Les véhicules électriques
Le contrôle technique des véhicules 100 % électriques est allégé : l'absence d'émissions supprime le test de pollution, mais les 130 autres points (freinage, direction, éclairage, pneus, liaisons au sol, châssis) restent vérifiés.
Le contrôle de la batterie n'est pas inclus dans le contrôle technique officiel. Les batteries se dégradent progressivement (perte de 2-3 % de capacité par an) ; un diagnostic spécifique chez le constructeur peut être utile mais n'est pas obligatoire.
En Hérault
En Hérault, les centres de contrôle technique sont très répandus, couvrant l’ensemble du département.
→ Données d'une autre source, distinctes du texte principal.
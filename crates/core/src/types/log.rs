//! Structured log events emitted by the sync engine.
//!
//! The engine reports every per-store lifecycle event (start, skip, success,
//! failure) as a [`LogEntry`]. How entries are persisted or displayed is the
//! sink's concern; the engine never waits on durability.

use std::fmt;
use std::str::FromStr;

use serde::{Deserialize, Serialize};
use thiserror::Error;

use super::id::StoreId;

/// Severity of a log entry.
#[derive(Debug, Clone, Copy, PartialEq, Eq, Hash, Serialize, Deserialize)]
#[serde(rename_all = "lowercase")]
pub enum LogLevel {
    Info,
    Warning,
    Error,
}

impl LogLevel {
    /// The lowercase name stored in the database.
    #[must_use]
    pub const fn as_str(&self) -> &'static str {
        match self {
            Self::Info => "info",
            Self::Warning => "warning",
            Self::Error => "error",
        }
    }
}

impl fmt::Display for LogLevel {
    fn fmt(&self, f: &mut fmt::Formatter<'_>) -> fmt::Result {
        f.pad(self.as_str())
    }
}

/// Error returned when parsing an unknown log level name.
#[derive(Debug, Error, PartialEq, Eq)]
#[error("unknown log level: {0}")]
pub struct LogLevelParseError(pub String);

impl FromStr for LogLevel {
    type Err = LogLevelParseError;

    fn from_str(s: &str) -> Result<Self, Self::Err> {
        match s {
            "info" => Ok(Self::Info),
            "warning" => Ok(Self::Warning),
            "error" => Ok(Self::Error),
            other => Err(LogLevelParseError(other.to_owned())),
        }
    }
}

/// A structured log event, optionally tagged with the store it concerns.
#[derive(Debug, Clone, PartialEq, Eq, Serialize, Deserialize)]
pub struct LogEntry {
    pub level: LogLevel,
    pub message: String,
    /// Store the event concerns, for later filtering. Absent for sweep-level
    /// events.
    pub store_id: Option<StoreId>,
    /// Free-form JSON context blob (response bodies, parameters).
    pub context: Option<serde_json::Value>,
}

impl LogEntry {
    /// Create an info-level entry.
    pub fn info(message: impl Into<String>) -> Self {
        Self::new(LogLevel::Info, message)
    }

    /// Create a warning-level entry.
    pub fn warning(message: impl Into<String>) -> Self {
        Self::new(LogLevel::Warning, message)
    }

    /// Create an error-level entry.
    pub fn error(message: impl Into<String>) -> Self {
        Self::new(LogLevel::Error, message)
    }

    fn new(level: LogLevel, message: impl Into<String>) -> Self {
        Self {
            level,
            message: message.into(),
            store_id: None,
            context: None,
        }
    }

    /// Tag the entry with a store.
    #[must_use]
    pub const fn store(mut self, store_id: StoreId) -> Self {
        self.store_id = Some(store_id);
        self
    }

    /// Attach a JSON context blob.
    #[must_use]
    pub fn context(mut self, context: serde_json::Value) -> Self {
        self.context = Some(context);
        self
    }
}
//! WooCommerce platform adapter.
//!
//! WooCommerce's REST API (`wc/v3`) authenticates with a consumer key and
//! secret rather than a bearer token, so requests go through a small
//! [`WooClient`] built per store. Missing credentials are a precondition
//! failure detected strictly before any network call: the client refuses to
//! construct and both sync operations are skipped for that store.

use std::sync::Arc;

use chrono::{SecondsFormat, Utc};
use rust_decimal::Decimal;
use secrecy::{ExposeSecret, SecretString};
use serde::Deserialize;
use serde::de::DeserializeOwned;
use sqlx::SqlitePool;
use thiserror::Error;
use url::Url;

use shopsync_core::{LogEntry, NormalizedLineItem, NormalizedOrder, NormalizedProduct};

use super::MoneyField;
use crate::db::{OrderRepository, ProductRepository, RepositoryError, Store};
use crate::logging::LogSink;

/// API namespace under the store's base URL.
const API_NAMESPACE: &str = "wp-json/wc/v3";

/// WooCommerce's order page cap (smaller than Shopify's 250).
const ORDERS_PAGE_SIZE: u32 = 100;

/// Errors from the WooCommerce client or a fetch-and-upsert attempt.
#[derive(Debug, Error)]
pub enum WooError {
    /// Store is missing its URL, consumer key, or consumer secret.
    #[error("WooCommerce credentials missing")]
    MissingCredentials,

    /// Store URL is present but not a valid absolute URL.
    #[error("invalid store URL: {0}")]
    InvalidBaseUrl(String),

    /// HTTP transport or body-decode failure.
    #[error("HTTP error: {0}")]
    Http(#[from] reqwest::Error),

    /// API returned a non-success response.
    #[error("API error: {status} - {body}")]
    Api { status: u16, body: String },

    /// Local persistence failure.
    #[error("database error: {0}")]
    Repository(#[from] RepositoryError),
}

/// Minimal REST client for one WooCommerce store.
#[derive(Clone)]
pub struct WooClient {
    http: reqwest::Client,
    base_url: String,
    consumer_key: SecretString,
    consumer_secret: SecretString,
}

impl WooClient {
    /// Build a client from a store's connection descriptor.
    ///
    /// # Errors
    ///
    /// Returns `WooError::MissingCredentials` if the URL, key, or secret is
    /// absent, or `WooError::InvalidBaseUrl` if the URL does not parse. No
    /// network traffic happens here.
    pub fn from_store(http: reqwest::Client, store: &Store) -> Result<Self, WooError> {
        let (Some(key), Some(secret)) = (&store.api_key, &store.api_secret) else {
            return Err(WooError::MissingCredentials);
        };
        if store.store_url.is_empty() {
            return Err(WooError::MissingCredentials);
        }
        Url::parse(&store.store_url)
            .map_err(|e| WooError::InvalidBaseUrl(e.to_string()))?;

        Ok(Self {
            http,
            base_url: store.store_url.trim_end_matches('/').to_owned(),
            consumer_key: key.clone(),
            consumer_secret: secret.clone(),
        })
    }

    /// GET an endpoint under `wc/v3` and decode the JSON response.
    ///
    /// # Errors
    ///
    /// Returns `WooError::Api` for non-success responses (with the response
    /// body) and `WooError::Http` for transport or decode failures.
    pub async fn get<T: DeserializeOwned>(
        &self,
        endpoint: &str,
        query: &[(&str, String)],
    ) -> Result<T, WooError> {
        let url = format!("{}/{API_NAMESPACE}/{endpoint}", self.base_url);
        let response = self
            .http
            .get(&url)
            .basic_auth(
                self.consumer_key.expose_secret(),
                Some(self.consumer_secret.expose_secret()),
            )
            .query(query)
            .send()
            .await?;

        let status = response.status();
        if !status.is_success() {
            return Err(WooError::Api {
                status: status.as_u16(),
                body: response.text().await.unwrap_or_default(),
            });
        }

        Ok(response.json().await?)
    }
}

/// Syncer for WooCommerce stores.
pub struct WooSyncer {
    http: reqwest::Client,
    pool: SqlitePool,
    sink: Arc<dyn LogSink>,
    lookback_days: i64,
}

impl WooSyncer {
    /// Create a syncer.
    pub fn new(
        http: reqwest::Client,
        pool: SqlitePool,
        sink: Arc<dyn LogSink>,
        lookback_days: i64,
    ) -> Self {
        Self {
            http,
            pool,
            sink,
            lookback_days,
        }
    }

    /// Mirror the store's catalog. Never returns an error; failures are
    /// logged against the store and swallowed.
    pub async fn sync_products(&self, store: &Store) {
        let Some(client) = self.client_for(store).await else {
            return;
        };
        if let Err(err) = self.try_sync_products(store, &client).await {
            self.sink
                .write(
                    LogEntry::error(format!(
                        "WooCommerce product sync error for store {}: {err}",
                        store.name
                    ))
                    .store(store.id),
                )
                .await;
        }
    }

    /// Mirror the store's recent orders. Never returns an error; failures
    /// are logged against the store and swallowed.
    pub async fn sync_orders(&self, store: &Store) {
        let Some(client) = self.client_for(store).await else {
            return;
        };
        if let Err(err) = self.try_sync_orders(store, &client).await {
            self.sink
                .write(
                    LogEntry::error(format!(
                        "WooCommerce order sync error for store {}: {err}",
                        store.name
                    ))
                    .store(store.id),
                )
                .await;
        }
    }

    /// Construct the per-store client, logging and returning `None` when the
    /// precondition fails.
    async fn client_for(&self, store: &Store) -> Option<WooClient> {
        match WooClient::from_store(self.http.clone(), store) {
            Ok(client) => Some(client),
            Err(WooError::MissingCredentials) => {
                self.sink
                    .write(
                        LogEntry::error(format!(
                            "WooCommerce credentials missing for store: {}",
                            store.name
                        ))
                        .store(store.id),
                    )
                    .await;
                None
            }
            Err(err) => {
                self.sink
                    .write(
                        LogEntry::error(format!(
                            "Could not initialize WooCommerce client for store {}: {err}",
                            store.name
                        ))
                        .store(store.id),
                    )
                    .await;
                None
            }
        }
    }

    async fn try_sync_products(
        &self,
        store: &Store,
        client: &WooClient,
    ) -> Result<(), WooError> {
        let products: Vec<WooProduct> = client.get("products", &[]).await?;

        let repo = ProductRepository::new(&self.pool);
        for product in products {
            repo.upsert(store.id, &normalize_product(product)).await?;
        }

        self.sink
            .write(
                LogEntry::info(format!(
                    "WooCommerce products synchronized successfully for store: {}",
                    store.name
                ))
                .store(store.id),
            )
            .await;
        Ok(())
    }

    async fn try_sync_orders(&self, store: &Store, client: &WooClient) -> Result<(), WooError> {
        let orders: Vec<WooOrder> = client
            .get("orders", &orders_query(self.lookback_days))
            .await?;

        let repo = OrderRepository::new(&self.pool);
        for order in orders {
            let order_id = repo.upsert_order(store.id, &normalize_order(&order)).await?;
            for item in &order.line_items {
                repo.upsert_item(order_id, &normalize_line_item(item)).await?;
            }
        }

        self.sink
            .write(
                LogEntry::info(format!(
                    "WooCommerce orders synchronized successfully for store: {}",
                    store.name
                ))
                .store(store.id),
            )
            .await;
        Ok(())
    }
}

/// Query string for the order listing: a lookback window plus the platform's
/// page cap.
fn orders_query(lookback_days: i64) -> Vec<(&'static str, String)> {
    let after = (Utc::now() - chrono::Duration::days(lookback_days))
        .to_rfc3339_opts(SecondsFormat::Secs, true);
    vec![
        ("after", after),
        ("per_page", ORDERS_PAGE_SIZE.to_string()),
    ]
}

// =============================================================================
// Upstream payload shapes
// =============================================================================

#[derive(Debug, Deserialize)]
struct WooProduct {
    id: i64,
    name: String,
    sku: Option<String>,
    price: Option<MoneyField>,
    #[serde(default)]
    images: Vec<WooImage>,
}

#[derive(Debug, Deserialize)]
struct WooImage {
    src: String,
}

#[derive(Debug, Deserialize)]
struct WooOrder {
    id: i64,
    date_created: String,
    status: String,
    total: MoneyField,
    billing: Option<WooBilling>,
    #[serde(default)]
    line_items: Vec<WooLineItem>,
}

#[derive(Debug, Deserialize)]
struct WooBilling {
    first_name: Option<String>,
    last_name: Option<String>,
}

#[derive(Debug, Deserialize)]
struct WooLineItem {
    id: i64,
    name: String,
    quantity: i64,
    price: MoneyField,
}

// =============================================================================
// Normalization
// =============================================================================

fn normalize_product(product: WooProduct) -> NormalizedProduct {
    NormalizedProduct {
        platform_product_id: product.id.to_string(),
        name: product.name,
        sku: Some(product.sku.unwrap_or_else(|| "N/A".to_owned())),
        price: product
            .price
            .as_ref()
            .map_or(Decimal::ZERO, MoneyField::to_decimal),
        image_url: product.images.into_iter().next().map(|i| i.src),
    }
}

fn normalize_order(order: &WooOrder) -> NormalizedOrder {
    let first = order
        .billing
        .as_ref()
        .and_then(|b| b.first_name.clone())
        .unwrap_or_default();
    let last = order
        .billing
        .as_ref()
        .and_then(|b| b.last_name.clone())
        .unwrap_or_default();

    NormalizedOrder {
        platform_order_id: order.id.to_string(),
        // Unlike the Shopify path, this one trims the joined name.
        customer_name: format!("{first} {last}").trim().to_owned(),
        order_date: order.date_created.clone(),
        status: order.status.clone(),
        total_amount: order.total.to_decimal(),
    }
}

fn normalize_line_item(item: &WooLineItem) -> NormalizedLineItem {
    NormalizedLineItem {
        line_item_id: item.id.to_string(),
        product_name: item.name.clone(),
        quantity: item.quantity,
        price: item.price.to_decimal(),
    }
}

#[cfg(test)]
mod tests {
    use chrono::DateTime;

    use super::*;
    use shopsync_core::{Platform, StoreId, UserId};

    fn store(
        url: &str,
        api_key: Option<&str>,
        api_secret: Option<&str>,
    ) -> Store {
        let now = Utc::now();
        Store {
            id: StoreId::new(1),
            user_id: UserId::new(1),
            name: "Woo Test".to_owned(),
            platform: Some(Platform::Woocommerce),
            store_url: url.to_owned(),
            api_key: api_key.map(|s| SecretString::from(s.to_owned())),
            api_secret: api_secret.map(|s| SecretString::from(s.to_owned())),
            access_token: None,
            deleted_at: None,
            created_at: now,
            updated_at: now,
        }
    }

    #[test]
    fn test_client_requires_all_credentials() {
        let http = reqwest::Client::new();

        for broken in [
            store("http://woo.example.com", None, Some("cs")),
            store("http://woo.example.com", Some("ck"), None),
            store("", Some("ck"), Some("cs")),
        ] {
            assert!(matches!(
                WooClient::from_store(http.clone(), &broken),
                Err(WooError::MissingCredentials)
            ));
        }

        assert!(
            WooClient::from_store(http, &store("http://woo.example.com", Some("ck"), Some("cs")))
                .is_ok()
        );
    }

    #[test]
    fn test_client_rejects_unparseable_url() {
        let http = reqwest::Client::new();
        assert!(matches!(
            WooClient::from_store(http, &store("not a url", Some("ck"), Some("cs"))),
            Err(WooError::InvalidBaseUrl(_))
        ));
    }

    #[test]
    fn test_orders_query_carries_page_cap_and_window() {
        let query = orders_query(30);
        assert!(query.contains(&("per_page", "100".to_owned())));

        let after = query
            .iter()
            .find(|(key, _)| *key == "after")
            .map(|(_, value)| value.clone())
            .expect("after present");
        let parsed = DateTime::parse_from_rfc3339(&after).expect("valid timestamp");
        let days_back = (Utc::now() - parsed.with_timezone(&Utc)).num_days();
        assert_eq!(days_back, 30);
    }

    #[test]
    fn test_normalize_product_defaults() {
        let payload = serde_json::json!({
            "id": 1002,
            "name": "WooCommerce Product 1",
            "sku": null,
            "price": null,
        });
        let product: WooProduct = serde_json::from_value(payload).expect("parse");
        let normalized = normalize_product(product);

        assert_eq!(normalized.platform_product_id, "1002");
        assert_eq!(normalized.sku.as_deref(), Some("N/A"));
        assert_eq!(normalized.price, Decimal::ZERO);
        assert_eq!(normalized.image_url, None);
    }

    #[test]
    fn test_normalize_product_takes_first_image() {
        let payload = serde_json::json!({
            "id": 1002,
            "name": "WooCommerce Product 1",
            "sku": "WP1",
            "price": "20.00",
            "images": [
                {"src": "http://example.com/wp1.jpg"},
                {"src": "http://example.com/wp1-alt.jpg"},
            ],
        });
        let product: WooProduct = serde_json::from_value(payload).expect("parse");
        let normalized = normalize_product(product);

        assert_eq!(normalized.sku.as_deref(), Some("WP1"));
        assert_eq!(normalized.price, Decimal::new(2000, 2));
        assert_eq!(
            normalized.image_url.as_deref(),
            Some("http://example.com/wp1.jpg")
        );
    }

    #[test]
    fn test_normalize_order_trims_customer_name() {
        let payload = serde_json::json!({
            "id": 2002,
            "date_created": "2025-01-02T11:00:00",
            "status": "processing",
            "total": "50.00",
            "billing": {"first_name": "Jane", "last_name": null},
            "line_items": [
                {"id": 3003, "name": "Item", "quantity": 2, "price": 15.0},
            ],
        });
        let order: WooOrder = serde_json::from_value(payload).expect("parse");
        let normalized = normalize_order(&order);

        // The WooCommerce path trims, so no trailing space here
        assert_eq!(normalized.customer_name, "Jane");
        assert_eq!(normalized.status, "processing");
        assert_eq!(normalized.total_amount, Decimal::new(5000, 2));

        let item = order.line_items.first().expect("line item");
        let normalized_item = normalize_line_item(item);
        assert_eq!(normalized_item.line_item_id, "3003");
        assert_eq!(normalized_item.price, Decimal::new(150, 1));
    }
}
Les centres de contrôle technique sont nombreux en Hérault, répartis sur tout le département. Enseignes principales : Dekra / Norisko (plusieurs sites à Montpellier, Béziers, Sète, Agde, Lunel), SGS (Montpellier, Béziers), Autocontrôle, Auto Sécurité, plus des indépendants.
Dans l'arrière-pays (Lodève, Bédarieux, Ganges, Saint-Pons, Clermont-l'Hérault, Gignac, Pézenas), les centres sont moins nombreux mais présents, souvent à des tarifs inférieurs à ceux de Montpellier ou Béziers.
Réservation en ligne désormais standard : gain de temps, prix parfois réduit. Délai de rendez-vous moyen : 1-3 semaines en période de pointe (printemps, rentrée), 2-7 jours hors saison.
Pour un camping-car, un utilitaire ou un véhicule modifié, les centres spécialisés sont moins nombreux ; se renseigner en amont.
Sources : Ministère de la Transition Écologique, UTAC-OTC (organisme technique central), Code de la route, arrêté du 18 juin 1991 et arrêtés modificatifs, réforme du contrôle technique 2018, service-public.gouv.fr, statistiques nationales contrôle technique 2024.